Funds from Operations
Funds from operations (“FFO”) and FFO per share are operating performance measures adopted by the National Association of Real Estate Investment Trusts (“NAREIT”). NAREIT defines FFO as the most commonly accepted and reported measure of a REIT’s operating performance equal to “net income (computed in accordance with GAAP), excluding gains (or losses) from sales of property, plus depreciation and amortization related to real estate properties, leasing commission amortization and after adjustments for unconsolidated partnerships and joint ventures.” The Company follows the NAREIT definition in calculating and presenting FFO and FFO per share.

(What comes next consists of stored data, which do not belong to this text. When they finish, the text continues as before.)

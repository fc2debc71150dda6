use argspec::{ActionConfig, ActionKind, Conversion, Namespace, Registry, Value};
use expect_test::expect;

#[test]
fn namespace_round_trips_through_json() {
    let registry = Registry::build(|r| {
        r.register(ActionConfig::flag(["--dry-run"]))?;
        r.register(ActionConfig::count(["-v"]))?;
        r.register(ActionConfig::option(["--ratio"]).convert(Conversion::parse::<f64>()))?;
        r.register(ActionConfig::option(["-I"]).kind(ActionKind::Append))?;
        r.register(ActionConfig::option(["--missing"]))?;
        r.register(ActionConfig::positional("name"))?;
        Ok(())
    })
    .unwrap();
    let ns = registry.parse(["-vv", "--ratio", "2", "-I", "a", "-I", "b", "x"]).unwrap();

    let json = serde_json::to_string(&ns).unwrap();
    expect![[r#"{"I":["a","b"],"dry_run":false,"missing":null,"name":"x","ratio":2.0,"v":2}"#]]
        .assert_eq(&json);

    let back = serde_json::from_str::<Namespace>(&json).unwrap();
    assert_eq!(back, ns);
    assert_eq!(back["ratio"], Value::Float(2.0));
    assert_eq!(back["v"], Value::Int(2));
}

#[test]
fn untagged_values() {
    let value = serde_json::from_str::<Value>(r#"[1, 1.5, null, "s", true, []]"#).unwrap();
    expect![[r#"[1, 1.5, None, "s", true, []]"#]].assert_eq(&format!("{value:?}"));
}
//! Runtime configuration for one manifest session
//!
//! These types are what the workflow consumes. Loading them from a settings
//! file (and overlaying environment variables) is the binary's job.

use std::path::PathBuf;
use std::time::Duration;

use common::Secret;
use requester::RetryPolicy;

use crate::model::{ContentAccess, DesiredSubscription};

/// Connection and storage settings for a `Manifester`.
#[derive(Debug, Clone)]
pub struct ManifesterConfig {
    pub offline_token: Secret<String>,
    /// Prefix for generated allocation names; also scopes allocation listings.
    pub username_prefix: String,
    pub token_request_url: String,
    /// Base URL of the allocations API, without a trailing slash.
    pub allocations_url: String,
    pub inventory_path: PathBuf,
    pub manifest_dir: PathBuf,
    pub tuning: Tuning,
}

impl ManifesterConfig {
    pub fn new(offline_token: Secret<String>, username_prefix: impl Into<String>) -> Self {
        Self {
            offline_token,
            username_prefix: username_prefix.into(),
            token_request_url: rhsm_auth::TOKEN_REQUEST_URL.to_string(),
            allocations_url: rhsm_auth::ALLOCATIONS_URL.to_string(),
            inventory_path: PathBuf::from("manifester_inventory.yaml"),
            manifest_dir: PathBuf::from("manifests"),
            tuning: Tuning::default(),
        }
    }
}

/// Timing and paging knobs.
#[derive(Debug, Clone, Copy, PartialEq, Eq)]
pub struct Tuning {
    pub retry: RetryPolicy,
    pub allocations_page_size: usize,
    pub pools_page_size: usize,
    /// Upper bound on attach/verify rounds per subscription
    pub max_reconcile_rounds: u32,
    /// Pause before re-fetching pools after an ambiguous attach
    pub reconcile_delay: Duration,
    pub export_max_attempts: u32,
    pub export_poll_interval: Duration,
}

impl Default for Tuning {
    fn default() -> Self {
        Self {
            retry: RetryPolicy::default(),
            allocations_page_size: 100,
            pools_page_size: 50,
            max_reconcile_rounds: 10,
            reconcile_delay: Duration::from_secs(1),
            export_max_attempts: 500,
            export_poll_interval: Duration::from_millis(500),
        }
    }
}

/// What to put into a manifest.
#[derive(Debug, Clone, PartialEq, Eq)]
pub struct ManifestSpec {
    /// Explicit allocation name; generated from the prefix when absent.
    pub allocation_name: Option<String>,
    pub sat_version: String,
    pub content_access: ContentAccess,
    pub subscriptions: Vec<DesiredSubscription>,
}

impl ManifestSpec {
    pub fn new(sat_version: impl Into<String>) -> Self {
        Self {
            allocation_name: None,
            sat_version: sat_version.into(),
            content_access: ContentAccess::default(),
            subscriptions: Vec::new(),
        }
    }

    pub fn with_subscription(mut self, name: impl Into<String>, quantity: u32) -> Self {
        self.subscriptions.push(DesiredSubscription::new(name, quantity));
        self
    }

    pub fn with_content_access(mut self, content_access: ContentAccess) -> Self {
        self.content_access = content_access;
        self
    }

    pub fn with_allocation_name(mut self, name: impl Into<String>) -> Self {
        self.allocation_name = Some(name.into());
        self
    }
}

Management believes FFO and FFO per share to be supplemental measures of a REIT’s performance because they provide an understanding of the operating performance of the Company’s properties without giving effect to certain significant non-cash items, primarily depreciation and amortization expense. Historical cost accounting for real estate assets in accordance with GAAP assumes that the value of real estate assets diminishes predictably over time. However, real estate values instead have historically risen or fallen with market conditions. The Company believes that by excluding the effect of depreciation, amortization and gains or losses from sales of real estate, all of which are based on historical costs and which may be of limited relevance in evaluating current performance, FFO and FFO per share can facilitate comparisons of operating performance between periods. The Company reports FFO and FFO per share because these measures are observed by management to also be the predominant measures used by the REIT industry and by industry analysts to evaluate REITs and because FFO per share is consistently reported, discussed, and compared by research analysts in their notes and publications about REITs. For these reasons, management has deemed it appropriate to disclose and discuss FFO and FFO per share. However, FFO does not represent cash generated from operating activities determined in accordance with GAAP and is not necessarily indicative of cash available to fund cash needs. FFO should not be considered as an alternative to net income attributable to common stockholders as an indicator of the Company’s operating performance or as an alternative to cash flow from operating activities as a measure of liquidity.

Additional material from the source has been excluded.